Any of my regular readers will know that I am a relatively recently diagnosed type 1 diabetic. If you are a new reader, hi, I’m Kayleigh and I’m a relatively recently diagnosed type 1 diabetic. Potted history: diagnosed in October 2012 following seven months of very obvious symptoms, was hospitalised with severe diabetic ketoacidosis, have mostly been managing fine ever since.
For every person I meet who ‘gets’ type 1, there are five who just don’t. There is little more frustrating than having to explain, again, that I am allowed sugar and that yes, I inject every day, and that yes, it’s usually four times a day, but it’s understandable: most people don’t know anything about it. AND THAT IS THE BLOODY PROBLEM.

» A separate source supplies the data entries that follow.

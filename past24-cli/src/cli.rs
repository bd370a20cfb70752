use anyhow::{Context, bail};
use clap::{Parser, Subcommand};
use inquire::{Select, Text};
use past24_core::{
    Config, ConditionFilter, Dashboard, Publish, WeatherApiProvider, provider::provider_from_config,
    view::ALL_CONDITIONS,
};

use crate::render;

/// Top-level CLI struct.
#[derive(Debug, Parser)]
#[command(name = "past24", version, about = "Past 24 hours of weather for a city")]
pub struct Cli {
    #[command(subcommand)]
    pub command: Command,
}

#[derive(Debug, Subcommand)]
pub enum Command {
    /// Store the weatherapi.com key and a default city.
    Configure,

    /// Show the dashboard for a city.
    Show {
        /// City name; falls back to the configured default.
        city: Option<String>,

        /// Only list hours with this exact condition label ("All" for every hour).
        #[arg(long, default_value = ALL_CONDITIONS)]
        condition: String,

        /// Print the stitched window as JSON instead of the dashboard.
        #[arg(long)]
        json: bool,
    },

    /// Show a single hour, e.g. `past24 detail --city Austin "2025-04-05 14:00"`.
    Detail {
        /// City name; falls back to the configured default.
        #[arg(long)]
        city: Option<String>,

        /// Timestamp `YYYY-MM-DD HH:MM`, optionally percent-encoded.
        timestamp: String,
    },

    /// Interactive dashboard: pick cities and filters until you quit.
    Watch {
        /// Initial city; falls back to the configured default.
        city: Option<String>,
    },
}

impl Cli {
    pub async fn run(self) -> anyhow::Result<()> {
        match self.command {
            Command::Configure => configure(),
            Command::Show {
                city,
                condition,
                json,
            } => {
                let (mut dash, config) = dashboard()?;
                let city = config.city_or_default(city.as_deref());
                dash.set_city(city).await;
                dash.set_filter(ConditionFilter::from(condition.as_str()));

                if json {
                    let body = serde_json::to_string_pretty(dash.window())
                        .context("Failed to serialize weather window")?;
                    println!("{body}");
                } else {
                    print!("{}", render::dashboard(&dash));
                }
                Ok(())
            }
            Command::Detail { city, timestamp } => {
                let (mut dash, config) = dashboard()?;
                dash.set_city(config.city_or_default(city.as_deref())).await;

                let view = dash.detail(&timestamp);
                print!("{}", render::detail(&timestamp, view.as_ref()));
                Ok(())
            }
            Command::Watch { city } => {
                let (mut dash, config) = dashboard()?;
                dash.set_city(config.city_or_default(city.as_deref())).await;
                watch(&mut dash).await
            }
        }
    }
}

fn dashboard() -> anyhow::Result<(Dashboard<WeatherApiProvider>, Config)> {
    let config = Config::load()?;
    let provider = provider_from_config(&config)?;
    let dash = Dashboard::new(provider, config.city_or_default(None));
    Ok((dash, config))
}

fn configure() -> anyhow::Result<()> {
    let mut config = Config::load()?;

    let api_key = Text::new("weatherapi.com API key:")
        .with_default(config.api_key.as_deref().unwrap_or_default())
        .prompt()
        .context("Failed to read API key")?;
    if api_key.trim().is_empty() {
        bail!("API key must not be empty");
    }
    config.set_api_key(api_key);

    let city = Text::new("Default city:")
        .with_default(&config.city_or_default(None))
        .prompt()
        .context("Failed to read default city")?;
    config.set_default_city(city);

    config.save()?;
    println!("Saved configuration to {}", Config::config_file_path()?.display());
    Ok(())
}

const CHANGE_CITY: &str = "Change city";
const CHANGE_FILTER: &str = "Change condition filter";
const SHOW_DETAIL: &str = "Show hour details";
const REFRESH: &str = "Refresh";
const QUIT: &str = "Quit";

/// One-line notice for the user after a fetch, if it needs one.
fn fetch_notice(publish: Publish) -> Option<&'static str> {
    match publish {
        Publish::Failed => Some("Could not load weather data; showing no data."),
        Publish::Ready | Publish::Stale => None,
    }
}

async fn watch(dash: &mut Dashboard<WeatherApiProvider>) -> anyhow::Result<()> {
    loop {
        print!("{}", render::dashboard(dash));
        println!();

        let action = Select::new(
            "What next?",
            vec![CHANGE_CITY, CHANGE_FILTER, SHOW_DETAIL, REFRESH, QUIT],
        )
        .prompt()
        .context("Failed to read selection")?;

        match action {
            CHANGE_CITY => {
                let city = Text::new("City:").with_default(dash.city()).prompt()?;
                if let Some(notice) = fetch_notice(dash.set_city(city).await) {
                    println!("{notice}");
                }
            }
            CHANGE_FILTER => {
                let choice = Select::new("Condition:", dash.filter_options()).prompt()?;
                dash.set_filter(ConditionFilter::from(choice.as_str()));
            }
            SHOW_DETAIL => {
                let times: Vec<String> = dash
                    .table_rows()
                    .iter()
                    .map(|r| r.timestamp.clone())
                    .collect();
                if times.is_empty() {
                    println!("No hours to show.");
                    continue;
                }
                let ts = Select::new("Hour:", times).prompt()?;
                let view = dash.detail(&ts);
                println!();
                print!("{}", render::detail(&ts, view.as_ref()));
                println!();
            }
            REFRESH => {
                if let Some(notice) = fetch_notice(dash.refresh().await) {
                    println!("{notice}");
                }
            }
            _ => return Ok(()),
        }
    }
}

I read a lot of news, obviously. I particularly love health journalism, and I spend a lot of time reading up on it. I am now what I would call a ‘pop-doc’, insofar as I can often correctly ‘diagnose’ people’s conditions based purely on what I’ve read in the news, but equally, if I were a patient, I would never want to find that it was me scrubbing up and coming at my body with a scalpel. But this also means that I know only too well how poor the standard of reporting can be when it comes to diabetes.
So many times, I am left dismayed by the critical omission of ‘type 1’ or ‘type 2’ before ‘diabetes’ in reporting. Sometimes the journalist gets round to clarifying the type; often this is not the case. This is in local news, online news and in the nationals. This article about alarming rates of diabetes in Mississippi fails to mention that the shocking headline refers to type 2 until halfway through the third paragraph, only after the obesity link has been stated. By the time we see type 2, the damage has been done – diabetes is being caused by obesity in Mississippi. Wrong. This BBC News article about the diabetes risk gene coming from Neanderthals doesn’t mention the type until paragraph 9. Amazingly, this Fox News piece about reducing the likelihood of developing diabetes for pre-diabetics fails to mention at all that the research refers, presumably, to the lifestyle-related type 2 diabetes.
This isn’t a case of ‘I don’t want my condition to be associated with type 2 diabetes because of all the stigma that comes with it’. It is a case of ‘I want people to understand my condition for what it really is, and not based on the lack of information and, worse, the misinformation pumped out by the media’.
It isn’t like the information isn’t there. Diabetes UK has compiled a fantastic guide for journalists reporting on diabetes which covers the distinction, and it is a very important distinction. Both types come with their own difficulties and necessary lifestyle alterations, and it is crucial that anyone reporting on either, or both, understands what they are writing about. A good journalist should do their research, and just because the names are similar, the conditions are very different, as are their implications, and if the general public are to be made aware of this, the media needs to get its story straight. Unfortunately, type 1 only tends to receive satisfactory coverage when it is written by a type 1, such as in this Independent story about Lidl’s decision to stop selling sweets at checkouts.
This is one of the reasons I feel so strongly about finding a better way to distinguish between the conditions. A name change could do this to give the clarity we need. Leukemia isn’t the same as septicemia or haemophilia, despite the fact they all affect the blood. Likewise, type 1 diabetes isn’t the same as type 2 diabetes, despite the fact they both affect the pancreas.
The bottom line is this: journalists and editors need to start paying attention to the guidance offered to them. There is no excuse whatsoever for getting this wrong. And yes, I consider failing to make the distinction getting it wrong too. The facts are clear. Stop fuelling the public’s assumptions and start getting it right. It isn’t difficult.
How would you go about raising awareness of the reporting guidelines for diabetes?